■ PROBLEM DETAILS: Nothing but the lines from the one containing "let failing = TelemetrySnapshot" to the end of the material should be returned, each exactly as written.

——

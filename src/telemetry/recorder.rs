//! # Snapshot Recorder
//!
//! Samples the latest published snapshot and appends it to JSONL files.
//!
//! Files are named `snapshots_NNNNNN.jsonl`. After `max_records_per_file`
//! lines the recorder rotates to the next index and deletes the oldest files
//! beyond `max_files_to_keep`.

use std::fs::{self, File, OpenOptions};
use std::io::{BufWriter, Write};
use std::path::{Path, PathBuf};
use std::time::Duration;

use tokio::sync::watch;
use tokio::task::JoinHandle;
use tokio::time::{interval, MissedTickBehavior};
use tracing::{debug, info, warn};

use super::snapshot::TelemetrySnapshot;
use crate::config::RecordingConfig;
use crate::error::Result;

const FILE_PREFIX: &str = "snapshots_";
const FILE_SUFFIX: &str = ".jsonl";

/// Rotating JSONL writer for telemetry snapshots
pub struct SnapshotRecorder {
    dir: PathBuf,
    max_records_per_file: usize,
    max_files_to_keep: usize,
    file_index: u64,
    records_in_file: usize,
    writer: Option<BufWriter<File>>,
}

impl std::fmt::Debug for SnapshotRecorder {
    fn fmt(&self, f: &mut std::fmt::Formatter<'_>) -> std::fmt::Result {
        f.debug_struct("SnapshotRecorder")
            .field("dir", &self.dir)
            .field("file_index", &self.file_index)
            .field("records_in_file", &self.records_in_file)
            .finish_non_exhaustive()
    }
}

impl SnapshotRecorder {
    /// Create the recording directory and continue numbering after any
    /// files already in it.
    pub fn new(config: &RecordingConfig) -> Result<Self> {
        let dir = PathBuf::from(&config.log_dir);
        fs::create_dir_all(&dir)?;

        let file_index = recorded_files(&dir)?
            .last()
            .and_then(|(index, _)| index.checked_add(1))
            .unwrap_or(1);

        info!("Recording snapshots to {} (starting at file {})", dir.display(), file_index);

        Ok(Self {
            dir,
            max_records_per_file: config.max_records_per_file,
            max_files_to_keep: config.max_files_to_keep,
            file_index,
            records_in_file: 0,
            writer: None,
        })
    }

    /// Append one snapshot as a JSON line
    pub fn record(&mut self, snapshot: &TelemetrySnapshot) -> Result<()> {
        if self.records_in_file >= self.max_records_per_file {
            self.rotate()?;
        }

        if self.writer.is_none() {
            self.writer = Some(self.open_current()?);
        }

        if let Some(writer) = self.writer.as_mut() {
            serde_json::to_writer(&mut *writer, snapshot).map_err(std::io::Error::from)?;
            writer.write_all(b"\n")?;
            self.records_in_file += 1;
        }
        Ok(())
    }

    /// Flush buffered lines to disk
    pub fn flush(&mut self) -> Result<()> {
        if let Some(writer) = self.writer.as_mut() {
            writer.flush()?;
        }
        Ok(())
    }

    fn open_current(&self) -> Result<BufWriter<File>> {
        let path = self.dir.join(file_name(self.file_index));
        let file = OpenOptions::new().create(true).append(true).open(&path)?;
        debug!("Opened recording file {}", path.display());

        self.prune()?;
        Ok(BufWriter::new(file))
    }

    fn rotate(&mut self) -> Result<()> {
        self.flush()?;
        self.writer = None;
        self.file_index += 1;
        self.records_in_file = 0;
        Ok(())
    }

    fn prune(&self) -> Result<()> {
        let files = recorded_files(&self.dir)?;
        let excess = files.len().saturating_sub(self.max_files_to_keep);
        for (_, path) in files.into_iter().take(excess) {
            debug!("Removing old recording {}", path.display());
            fs::remove_file(path)?;
        }
        Ok(())
    }
}

fn file_name(index: u64) -> String {
    format!("{}{:06}{}", FILE_PREFIX, index, FILE_SUFFIX)
}

/// Recording files in `dir`, oldest first
pub(crate) fn recorded_files(dir: &Path) -> Result<Vec<(u64, PathBuf)>> {
    let mut files = Vec::new();
    for entry in fs::read_dir(dir)? {
        let path = entry?.path();
        let index = path
            .file_name()
            .and_then(|name| name.to_str())
            .and_then(|name| name.strip_prefix(FILE_PREFIX))
            .and_then(|rest| rest.strip_suffix(FILE_SUFFIX))
            .and_then(|digits| digits.parse::<u64>().ok());
        if let Some(index) = index {
            files.push((index, path));
        }
    }
    files.sort_by_key(|(index, _)| *index);
    Ok(files)
}

/// Record a new line every `period` while the snapshot keeps changing.
///
/// File writes run on the blocking pool so a slow disk never stalls the
/// runtime. The task ends when `stop` flips to true or its sender is dropped.
pub fn spawn_recorder(
    recorder: SnapshotRecorder,
    snapshots: watch::Receiver<TelemetrySnapshot>,
    period: Duration,
    mut stop: watch::Receiver<bool>,
) -> JoinHandle<()> {
    tokio::spawn(async move {
        let mut ticker = interval(period);
        ticker.set_missed_tick_behavior(MissedTickBehavior::Skip);
        // Sequence 0 is the untouched default snapshot
        let mut last_sequence = 0;
        let mut recorder = recorder;

        loop {
            tokio::select! {
                _ = ticker.tick() => {
                    let snapshot = snapshots.borrow().clone();
                    if snapshot.sequence == last_sequence {
                        continue;
                    }
                    last_sequence = snapshot.sequence;
                    recorder = match off_runtime(recorder, move |r| r.record(&snapshot)).await {
                        Some(recorder) => recorder,
                        None => return,
                    };
                }
                changed = stop.changed() => {
                    if changed.is_err() || *stop.borrow() {
                        break;
                    }
                }
            }
        }

        if off_runtime(recorder, SnapshotRecorder::flush).await.is_some() {
            debug!("Snapshot recorder stopped");
        }
    })
}

/// Run one recorder operation on the blocking pool and hand the recorder back.
///
/// A failed operation is logged and the recorder is kept. `None` means the
/// worker itself died and the recorder is gone.
async fn off_runtime<F>(mut recorder: SnapshotRecorder, op: F) -> Option<SnapshotRecorder>
where
    F: FnOnce(&mut SnapshotRecorder) -> Result<()> + Send + 'static,
{
    let worker = tokio::task::spawn_blocking(move || {
        let result = op(&mut recorder);
        (recorder, result)
    });

    match worker.await {
        Ok((recorder, result)) => {
            if let Err(e) = result {
                warn!("Snapshot recording failed: {}", e);
            }
            Some(recorder)
        }
        Err(e) => {
            warn!("Snapshot recorder worker failed: {}", e);
            None
        }
    }
}

#[cfg(test)]
mod tests {
    use super::*;
    use crate::telemetry::aggregator::SnapshotSink;
    use tempfile::TempDir;

    fn config_in(dir: &TempDir, per_file: usize, keep: usize) -> RecordingConfig {
        RecordingConfig {
            enabled: true,
            log_dir: dir.path().to_string_lossy().to_string(),
            max_records_per_file: per_file,
            max_files_to_keep: keep,
            interval_ms: 10,
        }
    }

    fn lines_in(path: &Path) -> Vec<String> {
        fs::read_to_string(path)
            .unwrap()
            .lines()
            .map(str::to_string)
            .collect()
    }

    #[test]
    fn test_file_name_is_zero_padded() {
        assert_eq!(file_name(7), "snapshots_000007.jsonl");
    }

    #[test]
    fn test_records_json_lines() {
        let dir = TempDir::new().unwrap();
        let mut recorder = SnapshotRecorder::new(&config_in(&dir, 100, 10)).unwrap();

        recorder.record(&TelemetrySnapshot { sequence: 1, ..Default::default() }).unwrap();
        recorder.record(&TelemetrySnapshot { sequence: 2, armed: true, ..Default::default() }).unwrap();
        recorder.flush().unwrap();

        let lines = lines_in(&dir.path().join("snapshots_000001.jsonl"));
        assert_eq!(lines.len(), 2);
        let second: serde_json::Value = serde_json::from_str(&lines[1]).unwrap();
        assert_eq!(second["sequence"], 2);
        assert_eq!(second["armed"], true);
    }

    #[test]
    fn test_rotates_and_prunes() {
        let dir = TempDir::new().unwrap();
        let mut recorder = SnapshotRecorder::new(&config_in(&dir, 2, 2)).unwrap();

        for sequence in 1..=7 {
            recorder.record(&TelemetrySnapshot { sequence, ..Default::default() }).unwrap();
        }
        recorder.flush().unwrap();

        let files = recorded_files(dir.path()).unwrap();
        let indices: Vec<u64> = files.iter().map(|(index, _)| *index).collect();
        assert_eq!(indices, vec![3, 4]);
        assert_eq!(lines_in(&files[0].1).len(), 2);
        assert_eq!(lines_in(&files[1].1).len(), 1);
    }

    #[test]
    fn test_continues_numbering_after_existing_files() {
        let dir = TempDir::new().unwrap();
        fs::write(dir.path().join("snapshots_000004.jsonl"), "{}\n").unwrap();
        fs::write(dir.path().join("notes.txt"), "ignored").unwrap();

        let mut recorder = SnapshotRecorder::new(&config_in(&dir, 10, 10)).unwrap();
        recorder.record(&TelemetrySnapshot::default()).unwrap();
        recorder.flush().unwrap();

        assert!(dir.path().join("snapshots_000005.jsonl").exists());
        assert!(dir.path().join("notes.txt").exists());
    }

    #[tokio::test]
    async fn test_spawned_recorder_skips_unchanged_snapshots() {
        let dir = TempDir::new().unwrap();
        let recorder = SnapshotRecorder::new(&config_in(&dir, 100, 10)).unwrap();
        let (sink, rx) = SnapshotSink::channel();
        let (stop_tx, stop_rx) = watch::channel(false);

        let handle = spawn_recorder(recorder, rx, Duration::from_millis(5), stop_rx);

        sink.publish(TelemetrySnapshot { sequence: 1, ..Default::default() });
        tokio::time::sleep(Duration::from_millis(60)).await;
        sink.publish(TelemetrySnapshot { sequence: 2, ..Default::default() });
        tokio::time::sleep(Duration::from_millis(60)).await;

        stop_tx.send(true).unwrap();
        tokio_test::assert_ok!(handle.await);

        let lines = lines_in(&dir.path().join("snapshots_000001.jsonl"));
        let sequences: Vec<u64> = lines
            .iter()
            .map(|line| serde_json::from_str::<serde_json::Value>(line).unwrap()["sequence"].as_u64().unwrap())
            .collect();
        assert_eq!(sequences, vec![1, 2]);
    }

    #[tokio::test]
    async fn test_recorder_survives_failed_write() {
        let dir = TempDir::new().unwrap();
        let recorder = SnapshotRecorder::new(&config_in(&dir, 100, 10)).unwrap();
        fs::remove_dir(dir.path()).unwrap();

        let failing = TelemetrySnapshot { sequence: 1, ..Default::default() };
        let recorder = off_runtime(recorder, move |r| r.record(&failing)).await;
        let recorder = recorder.expect("expected Some");

        fs::create_dir(dir.path()).unwrap();
        let written = TelemetrySnapshot { sequence: 2, ..Default::default() };
        let recorder = off_runtime(recorder, move |r| r.record(&written)).await.unwrap();
        off_runtime(recorder, SnapshotRecorder::flush).await.expect("expected Some");

        let lines = lines_in(&dir.path().join("snapshots_000001.jsonl"));
        assert_eq!(lines.len(), 1);
        assert!(lines[0].contains("\"sequence\":2"));
    }
}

——

■ EXERCISE RESULT:
        let failing = TelemetrySnapshot { sequence: 1, ..Default::default() };
        let recorder = off_runtime(recorder, move |r| r.record(&failing)).await;
        let recorder = recorder.expect("expected Some");

        fs::create_dir(dir.path()).unwrap();
        let written = TelemetrySnapshot { sequence: 2, ..Default::default() };
        let recorder = off_runtime(recorder, move |r| r.record(&written)).await.unwrap();
        off_runtime(recorder, SnapshotRecorder::flush).await.expect("expected Some");

        let lines = lines_in(&dir.path().join("snapshots_000001.jsonl"));
        assert_eq!(lines.len(), 1);
        assert!(lines[0].contains("\"sequence\":2"));
    }
}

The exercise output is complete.